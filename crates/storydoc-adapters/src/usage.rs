//! Usage snippets for story variants.
//!
//! A snippet shows how to invoke a component with one variant's args in the
//! framework's own template syntax. Output depends only on the inputs and the
//! args' insertion order.

use indexmap::IndexMap;
use serde_json::Value;

use crate::framework::Framework;

/// Render a usage snippet for one story variant.
///
/// # Arguments
/// * `identity` - Selector, tag or component name to invoke
/// * `args` - The variant's args, in declaration order
/// * `variant_name` - Story name, written as a leading comment
/// * `framework` - Selects the template syntax
pub fn generate_usage_example(
    identity: &str,
    args: &IndexMap<String, Value>,
    variant_name: &str,
    framework: Framework,
) -> String {
    match framework {
        Framework::MarkupTemplate => angular_usage(identity, args, variant_name),
        Framework::JsxComponent => jsx_usage(identity, args, variant_name),
        Framework::SingleFileComponent => vue_usage(identity, args, variant_name),
        Framework::TemplateDescription => lit_usage(identity, args, variant_name),
        Framework::Unknown => generic_usage(identity, args, variant_name),
    }
}

fn angular_usage(selector: &str, args: &IndexMap<String, Value>, variant: &str) -> String {
    let (tag, mut attrs) = selector_element(selector);
    attrs.extend(args.iter().map(|(key, value)| match value {
        Value::String(s) => format!(r#"{key}="{}""#, attr_escape(s)),
        other => format!(r#"[{key}]="{}""#, attr_escape(&to_js_literal(other))),
    }));

    format!(
        "{}\n<{tag}{}></{tag}>",
        html_comment(variant),
        join_attrs(&attrs)
    )
}

/// Element and host attributes matching the first simple selector of a
/// selector list: `button[app-button]` is `<button app-button>`, a bare
/// `[appButton]` lands on a `div`.
fn selector_element(selector: &str) -> (String, Vec<String>) {
    let first = selector.split(',').next().unwrap_or_default().trim();
    let end = first
        .find(|c: char| !(c.is_ascii_alphanumeric() || c == '-' || c == '_'))
        .unwrap_or(first.len());
    let (tag, mut rest) = first.split_at(end);

    let mut attrs = Vec::new();
    let mut classes = Vec::new();
    while let Some(c) = rest.chars().next() {
        match c {
            '[' => {
                let close = rest.find(']').unwrap_or(rest.len());
                let attr = rest[1..close].trim();
                match attr.split_once('=') {
                    Some((name, value)) => {
                        let value = value.trim().trim_matches(['\'', '"']);
                        attrs.push(format!(r#"{}="{}""#, name.trim(), attr_escape(value)));
                    }
                    None if !attr.is_empty() => attrs.push(attr.to_string()),
                    None => {}
                }
                rest = rest.get(close + 1..).unwrap_or_default();
            }
            '.' | '#' | ':' => {
                let body = &rest[1..];
                let len = body
                    .find(|c: char| matches!(c, '[' | '.' | '#' | ':' | '('))
                    .unwrap_or(body.len());
                match c {
                    '.' => classes.push(&body[..len]),
                    '#' => attrs.push(format!(r#"id="{}""#, &body[..len])),
                    // `:not(...)` and friends do not describe the host.
                    _ => {}
                }
                rest = &body[len..];
                if rest.starts_with('(') {
                    let close = rest.find(')').unwrap_or(rest.len() - 1);
                    rest = &rest[close + 1..];
                }
            }
            _ => rest = &rest[c.len_utf8()..],
        }
    }
    if !classes.is_empty() {
        attrs.insert(0, format!(r#"class="{}""#, classes.join(" ")));
    }

    let tag = if tag.is_empty() { "div" } else { tag };
    (tag.to_string(), attrs)
}

fn jsx_usage(name: &str, args: &IndexMap<String, Value>, variant: &str) -> String {
    let mut children = None;
    let mut attrs = Vec::new();

    for (key, value) in args {
        match value {
            Value::String(s) if key == "children" => children = Some(s.as_str()),
            Value::String(s) if s.contains('"') => {
                attrs.push(format!("{key}={{{}}}", Value::String(s.clone())));
            }
            Value::String(s) => attrs.push(format!(r#"{key}="{s}""#)),
            other => attrs.push(format!("{key}={{{}}}", to_js_literal(other))),
        }
    }

    let element = match children {
        Some(children) => format!("<{name}{}>{}</{name}>", join_attrs(&attrs), jsx_text(children)),
        None => format!("<{name}{} />", join_attrs(&attrs)),
    };
    format!("// {variant}\n{element}")
}

/// JSX text, wrapped as an expression when it holds markup characters.
fn jsx_text(text: &str) -> String {
    if text.contains(['{', '}', '<', '>']) {
        format!("{{{}}}", Value::String(text.to_string()))
    } else {
        text.to_string()
    }
}

fn vue_usage(name: &str, args: &IndexMap<String, Value>, variant: &str) -> String {
    let attrs: Vec<String> = args
        .iter()
        .map(|(key, value)| match value {
            Value::String(s) => format!(r#"{key}="{}""#, attr_escape(s)),
            other => format!(r#":{key}="{}""#, attr_escape(&to_js_literal(other))),
        })
        .collect();

    format!("{}\n<{name}{} />", html_comment(variant), join_attrs(&attrs))
}

fn lit_usage(tag: &str, args: &IndexMap<String, Value>, variant: &str) -> String {
    let attrs: Vec<String> = args
        .iter()
        .map(|(key, value)| match value {
            Value::String(s) => format!(r#"{key}="{}""#, template_escape(&attr_escape(s))),
            Value::Bool(_) => format!("?{key}=${{{value}}}"),
            other => format!(".{key}=${{{}}}", template_escape(&to_js_literal(other))),
        })
        .collect();

    format!("// {variant}\nhtml`<{tag}{}></{tag}>`", join_attrs(&attrs))
}

fn generic_usage(name: &str, args: &IndexMap<String, Value>, variant: &str) -> String {
    let attrs: Vec<String> = args
        .iter()
        .map(|(key, value)| match value {
            Value::String(s) => format!(r#"{key}="{}""#, attr_escape(s)),
            other => format!("{key}='{}'", other.to_string().replace('\'', "&#39;")),
        })
        .collect();

    format!(
        "{}\n<{name}{}></{name}>",
        html_comment(variant),
        join_attrs(&attrs)
    )
}

/// Render a JSON value as a JavaScript literal with single-quoted strings.
pub fn to_js_literal(value: &Value) -> String {
    match value {
        Value::Null => "null".to_string(),
        Value::Bool(b) => b.to_string(),
        Value::Number(n) => n.to_string(),
        Value::String(s) => format!("'{}'", escape_string(s)),
        Value::Array(items) => {
            let items: Vec<String> = items.iter().map(to_js_literal).collect();
            format!("[{}]", items.join(", "))
        }
        Value::Object(map) if map.is_empty() => "{}".to_string(),
        Value::Object(map) => {
            let entries: Vec<String> = map
                .iter()
                .map(|(key, value)| format!("{}: {}", js_key(key), to_js_literal(value)))
                .collect();
            format!("{{ {} }}", entries.join(", "))
        }
    }
}

fn js_key(key: &str) -> String {
    if storydoc_csf::scan::is_identifier(key) {
        key.to_string()
    } else {
        format!("'{}'", escape_string(key))
    }
}

fn join_attrs(attrs: &[String]) -> String {
    if attrs.is_empty() {
        String::new()
    } else {
        format!(" {}", attrs.join(" "))
    }
}

fn html_comment(text: &str) -> String {
    format!("<!-- {} -->", text.replace("--", "- -"))
}

/// Escape a string for a single-quoted JavaScript literal.
fn escape_string(s: &str) -> String {
    s.replace('\\', "\\\\")
        .replace('\'', "\\'")
        .replace('\n', "\\n")
}

/// Escape for a double-quoted attribute value.
fn attr_escape(s: &str) -> String {
    s.replace('"', "&quot;")
}

/// Keep text inert inside a template literal.
fn template_escape(s: &str) -> String {
    s.replace('\\', "\\\\")
        .replace('`', "\\`")
        .replace("${", "\\${")
}

#[cfg(test)]
mod tests {
    use super::*;
    use pretty_assertions::assert_eq;
    use serde_json::json;

    fn args(value: Value) -> IndexMap<String, Value> {
        value
            .as_object()
            .unwrap()
            .iter()
            .map(|(k, v)| (k.clone(), v.clone()))
            .collect()
    }

    #[test]
    fn angular_snippet() {
        let usage = generate_usage_example(
            "app-button",
            &args(json!({ "label": "Click me", "primary": true })),
            "Primary",
            Framework::MarkupTemplate,
        );

        assert_eq!(
            usage,
            "<!-- Primary -->\n<app-button label=\"Click me\" [primary]=\"true\"></app-button>"
        );
    }

    #[test]
    fn angular_snippet_without_args() {
        let usage =
            generate_usage_example("app-button", &IndexMap::new(), "Default", Framework::MarkupTemplate);

        assert_eq!(usage, "<!-- Default -->\n<app-button></app-button>");
    }

    #[test]
    fn angular_attribute_selectors() {
        let args = args(json!({ "label": "Go" }));
        let usage = |selector: &str| generate_usage_example(selector, &args, "Go", Framework::MarkupTemplate);

        assert_eq!(
            usage("button[app-button]"),
            "<!-- Go -->\n<button app-button label=\"Go\"></button>"
        );
        assert_eq!(
            usage("app-button, [appButton]"),
            "<!-- Go -->\n<app-button label=\"Go\"></app-button>"
        );
        assert_eq!(
            usage("[appButton]"),
            "<!-- Go -->\n<div appButton label=\"Go\"></div>"
        );
        assert_eq!(
            usage("a.btn[appLink][kind=\"primary\"]:not(.off)"),
            "<!-- Go -->\n<a class=\"btn\" appLink kind=\"primary\" label=\"Go\"></a>"
        );
    }

    #[test]
    fn jsx_snippet() {
        let usage = generate_usage_example(
            "Button",
            &args(json!({
                "label": "Say \"hi\"",
                "size": "large",
                "count": 2,
                "style": { "color": "red" },
                "children": "Go"
            })),
            "Large",
            Framework::JsxComponent,
        );

        assert_eq!(
            usage,
            "// Large\n<Button label={\"Say \\\"hi\\\"\"} size=\"large\" count={2} style={{ color: 'red' }}>Go</Button>"
        );
        assert_eq!(
            generate_usage_example("Button", &IndexMap::new(), "Empty", Framework::JsxComponent),
            "// Empty\n<Button />"
        );
    }

    #[test]
    fn jsx_children_with_markup_are_quoted() {
        let usage = generate_usage_example(
            "Code",
            &args(json!({ "children": "Use {x} <b>here</b>" })),
            "Inline",
            Framework::JsxComponent,
        );

        assert_eq!(usage, "// Inline\n<Code>{\"Use {x} <b>here</b>\"}</Code>");
    }

    #[test]
    fn vue_snippet() {
        let usage = generate_usage_example(
            "MyButton",
            &args(json!({ "label": "It's", "tags": ["a", "b"] })),
            "Tagged",
            Framework::SingleFileComponent,
        );

        assert_eq!(
            usage,
            "<!-- Tagged -->\n<MyButton label=\"It's\" :tags=\"['a', 'b']\" />"
        );
    }

    #[test]
    fn lit_snippet() {
        let usage = generate_usage_example(
            "my-button",
            &args(json!({ "label": "Click", "primary": false, "items": [1, 2] })),
            "Secondary",
            Framework::TemplateDescription,
        );

        assert_eq!(
            usage,
            "// Secondary\nhtml`<my-button label=\"Click\" ?primary=${false} .items=${[1, 2]}></my-button>`"
        );
    }

    #[test]
    fn generic_snippet() {
        let usage = generate_usage_example(
            "Widget",
            &args(json!({ "title": "Hello", "options": { "dense": true } })),
            "Basic",
            Framework::Unknown,
        );

        assert_eq!(
            usage,
            "<!-- Basic -->\n<Widget title=\"Hello\" options='{\"dense\":true}'></Widget>"
        );
    }

    #[test]
    fn generation_is_deterministic_and_ordered() {
        let args = args(json!({ "zeta": 1, "alpha": "a", "mid": null }));

        let first = generate_usage_example("x-el", &args, "Order", Framework::MarkupTemplate);
        let second = generate_usage_example("x-el", &args, "Order", Framework::MarkupTemplate);

        assert_eq!(first, second);
        assert_eq!(
            first,
            "<!-- Order -->\n<x-el [zeta]=\"1\" alpha=\"a\" [mid]=\"null\"></x-el>"
        );
    }

    #[test]
    fn js_literals() {
        assert_eq!(
            to_js_literal(&json!({ "a-b": "it's", "n": [1.5, null], "e": {} })),
            "{ 'a-b': 'it\\'s', n: [1.5, null], e: {} }"
        );
        assert_eq!(
            to_js_literal(&json!("say \"x\"")),
            "'say \"x\"'"
        );
    }
}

+ + +

• ABOUT THIS TASK: Using the material above, gather every line that includes "close".

• RESPONSE AREA:
                let close = rest.find(']').unwrap_or(rest.len());
                let attr = rest[1..close].trim();
                rest = rest.get(close + 1..).unwrap_or_default();
                    let close = rest.find(')').unwrap_or(rest.len() - 1);
                    rest = &rest[close + 1..];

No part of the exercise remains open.